Daily News – Zimbabwe
May 31, 2002
A prudential system will help both sides, campaigners say, and unlike the “Drop the Debt” campaign fronted by Bono, will avoid the problem of countries being labelled deadbeats for repudiating debts by making the role of the banks explicit.
LONDON – A precedent dating from the 19th century is to be used by debt activists in a new push which they say could result in up to half theUS$2.4 trillion owed by some of the world’s poorest countries being declared illegitimate.

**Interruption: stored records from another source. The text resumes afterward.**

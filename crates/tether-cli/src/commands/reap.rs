use std::time::Duration;

use anyhow::Result;
use tether_client::{Reaper, ReaperConfig};

use super::registry;
use crate::config::Config;

pub async fn run(cfg: &Config, watch: bool) -> Result<()> {
    let reaper = Reaper::new(
        ReaperConfig {
            interval: Duration::from_secs(cfg.reaper.interval_secs.max(1)),
            probe_timeout: Duration::from_millis(cfg.reaper.probe_timeout_ms),
            grace: Duration::from_secs(cfg.reaper.grace_secs),
            marker_stale_after: Duration::from_secs(cfg.reaper.marker_stale_secs),
            ..ReaperConfig::new(cfg.socket_dir())
        },
        registry(cfg),
    );

    if watch {
        reaper
            .run(async {
                tokio::signal::ctrl_c().await.ok();
            })
            .await;
        return Ok(());
    }

    let report = reaper.run_once().await?;
    for path in &report.purged {
        println!("purged {}", path.display());
    }
    println!(
        "examined {}, purged {}, alive {}, unresponsive {}, creating {}",
        report.examined,
        report.purged.len(),
        report.alive,
        report.unresponsive,
        report.skipped_in_flight
    );
    Ok(())
}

Coinciding with a high profile trip to Africa by rock star Bono and US Treasury Secretary Paul O’Neill, campaigners hope to build the sort of public pressure which has wrung US$34.5 billion in debt relief from rich countries for poor nations. The doctrine they hope to use, that of “odious debts,” originated in 1898 when the United States said the people of Cuba and the US were not liable to pay debts incurred by Spain in a war with the US over the island.

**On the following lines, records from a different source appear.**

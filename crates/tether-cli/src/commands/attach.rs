//! Interactive attach with local detach.

use std::path::Path;

use anyhow::{Context, Result};
use tether_client::attach::{self, parse_detach_key, AttachOutcome};
use tether_client::{discovery, BrokerClient, ConnectConfig};
use tether_core::Capability;
use tokio::sync::mpsc;
use tracing::debug;

use super::{connect_config, registry, resolve_scope};
use crate::config::Config;
use crate::terminal::{self, RawModeGuard};
use crate::SessionArgs;

pub async fn run(cfg: &Config, target: &SessionArgs, viewer: bool, detach_key: Option<&str>) -> Result<()> {
    let scope_key = resolve_scope(&target.scope)?;
    let socket = discovery::resolve(
        registry(cfg).as_ref(),
        &cfg.socket_dir(),
        &target.session,
        &scope_key,
    )?;
    let capability = if viewer {
        Capability::Viewer
    } else {
        Capability::Controller
    };
    attach_to(cfg, &socket, capability, detach_key).await
}

/// Attach to the broker at `socket` until detach, exit or disconnect.
pub async fn attach_to(
    cfg: &Config,
    socket: &Path,
    capability: Capability,
    detach_key: Option<&str>,
) -> Result<()> {
    let key = parse_detach_key(detach_key.unwrap_or(&cfg.client.detach_key))?;
    let connect = ConnectConfig {
        capability,
        ..connect_config(cfg)
    };
    let attachment = BrokerClient::connect(socket, connect)
        .await
        .with_context(|| format!("failed to attach to {}", socket.display()))?;
    let session_id = attachment.welcome.session_id.clone();
    debug!(%session_id, %capability, "attached");

    let (resize_tx, resize_rx) = mpsc::channel(8);
    // Viewers would otherwise fight the controller over the size.
    if capability == Capability::Controller {
        resize_tx.send(terminal::size()).await.ok();
        terminal::spawn_resize_watcher(resize_tx)?;
    } else {
        drop(resize_tx);
    }
    let input = terminal::spawn_stdin_reader();

    let guard = RawModeGuard::enter()?;
    let outcome = attach::run(attachment, input, resize_rx, tokio::io::stdout(), key).await;
    drop(guard);

    match outcome? {
        AttachOutcome::Detached => eprintln!("\r\n[detached from {session_id}]"),
        AttachOutcome::Exited(Some(code)) => eprintln!("\r\n[{session_id} exited with code {code}]"),
        AttachOutcome::Exited(None) => eprintln!("\r\n[{session_id} exited]"),
        AttachOutcome::Closed => eprintln!("\r\n[connection to {session_id} closed]"),
    }
    Ok(())
}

Campaigners now hope to use the doctrine to re-examine issues such as the legacy of apartheid-era debts in South Africa and loans to Argentina’s military junta which contributed to the country’s default on US$140 billion of borrowings this year.
Loans for corrupt projects in the Philippines during the presidency of Ferdinand Marcos, debts incurred in 32 years of Suharto rule in Indonesia, Yugoslav debts related to Slobodan Milosevic and debts owed by the Democratic Republic of Congo for Zairean dictator Mobutu Sese Seko might all be classified “odious.”

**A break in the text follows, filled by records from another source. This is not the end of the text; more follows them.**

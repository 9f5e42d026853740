//! Signal, resize and destroy without attaching.

use std::time::Duration;

use anyhow::{Context, Result};
use tether_client::{destroy_session, discovery, resize_session, signal_session};
use tether_core::SignalKind;

use super::{connect_config, registry, resolve_scope};
use crate::config::Config;
use crate::SessionArgs;

const DESTROY_WAIT: Duration = Duration::from_secs(5);

pub async fn signal(cfg: &Config, target: &SessionArgs, kind: &str) -> Result<()> {
    let kind: SignalKind = kind.parse()?;
    let scope_key = resolve_scope(&target.scope)?;
    let socket = discovery::resolve(registry(cfg).as_ref(), &cfg.socket_dir(), &target.session, &scope_key)?;
    signal_session(&socket, kind, connect_config(cfg))
        .await
        .with_context(|| format!("failed to signal {}", target.session))
}

pub async fn resize(cfg: &Config, target: &SessionArgs, rows: u16, cols: u16) -> Result<()> {
    anyhow::ensure!(rows > 0 && cols > 0, "rows and cols must be positive");
    let scope_key = resolve_scope(&target.scope)?;
    let socket = discovery::resolve(registry(cfg).as_ref(), &cfg.socket_dir(), &target.session, &scope_key)?;
    resize_session(&socket, rows, cols, connect_config(cfg)).await?;
    Ok(())
}

pub async fn destroy(cfg: &Config, target: &SessionArgs) -> Result<()> {
    let scope_key = resolve_scope(&target.scope)?;
    destroy_session(
        registry(cfg).as_ref(),
        &cfg.socket_dir(),
        &target.session,
        &scope_key,
        DESTROY_WAIT,
    )
    .await
    .with_context(|| format!("failed to destroy {}", target.session))?;
    println!("Destroyed {}", target.session);
    Ok(())
}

“I would not be surprised to see half developing countries’ debt being classified as questionable,” said debt campaigner Joseph Hanlon who is writing a paper on the subject for a Norwegian church group.
The campaign, which will link pressure groups in poor and rich countries, aims to build on the success of the Jubilee Movement which put tens of thousands of people on the streets and in just five years pushed debt relief to the top of the political agenda. Crucially, this campaign will target private bank lending by arguing that many banks failed to observe prudential rules they would use in rich nations and pushed loans on poor countries and were either fully aware of the end uses of those loans or wilfully negligent about not finding out their use.
A study by the Centre for International Sustainable Development Law at Canada’s McGill University for Canadian churches defines odious debts as “those contracted against the interests of the population of a state, without its consent and with the full awareness of the creditor.” Campaigners like Hanlon argue that private banks have continued to benefit from debt repayments and that it is only fair that they bear their share of debt relief. “What we have is international socialism for the banks and capitalism for everyone else,” Hanlon said.
A prudential system will help both sides, campaigners say, and unlike the “Drop the Debt” campaign fronted by Bono, will avoid the problem of countries being labelled deadbeats for repudiating debts by making the role of the banks explicit. “If the banks are let off the hook, they will do it again,” said Patricia Adams of the Canadian advocacy group Probe International. The main problem for the debt campaigners is that few countries have been willing to make use of the Cuban precedent because of concerns that they would be cut off from aid and investment.
From 1985 to 1995 – the height of the Latin American debt crisis – there were no international arbitrations involving the enforcement of a loan of a less developed country debtor and a creditor government or private bank. The McGill study does cite some potential precedents which could be used should a country be willing to take the issue to a court or tribunal.
In 1917, a British court ruled that Costa Rica was not liable for loans made by Royal Bank of Canada for debts incurred by dictator Federico Tinoco which were used for his personal gain. There is also a post-World War One ruling that Poland was not liable to repay bonds issued by Germany which were used to forcibly purchase Polish land for German settlement.
The Soviet Union repudiated, and has not settled, Tsarist era debts, but surprisingly few countries have taken this route, preferring instead to keep on good terms with financial markets and bodies such as the World Bank.
Importantly for the campaigners, there are moves at the International Monetary Fund to reform the global financial system. The IMF has put forward proposals for an international bankruptcy system, a revolutionary move which would allow countries to seek protection from creditors in the same way that companies can.
A recent paper presented by two Harvard academics at an IMF seminar brought up the issue of odious debts and suggested that future bank lending could be influenced if there were a risk that a country’s government could be declared odious. Professor Michael Kremer and graduate student Seema Jayachandran argued that banks would be much more prudent if they knew there was a risk that a government could be declared odious and that a successor regime could repudiate illegitimate debts. “In fact this sanction works precisely by eliminating the existing incentive of creditors to collude with dictators and issue loans that help the dictator and themselves at the expense of the people; even unscrupulous creditors will abide by this sanction,” they said.
A range of institutions has been suggested by debt campaigners from the International Court of Justice to take action via the domestic courts of borrower countries or courts in New York or London whose laws govern many loan and bond contracts. For the debt activists, the key issue is that the perceived legitimacy of the concept of odious debts is raised, rather than the legal status of each debt. Kremer and Jayachandran believe their approach would at least offer the banks some protection as it could head off the more radical approach of some debt campaigners.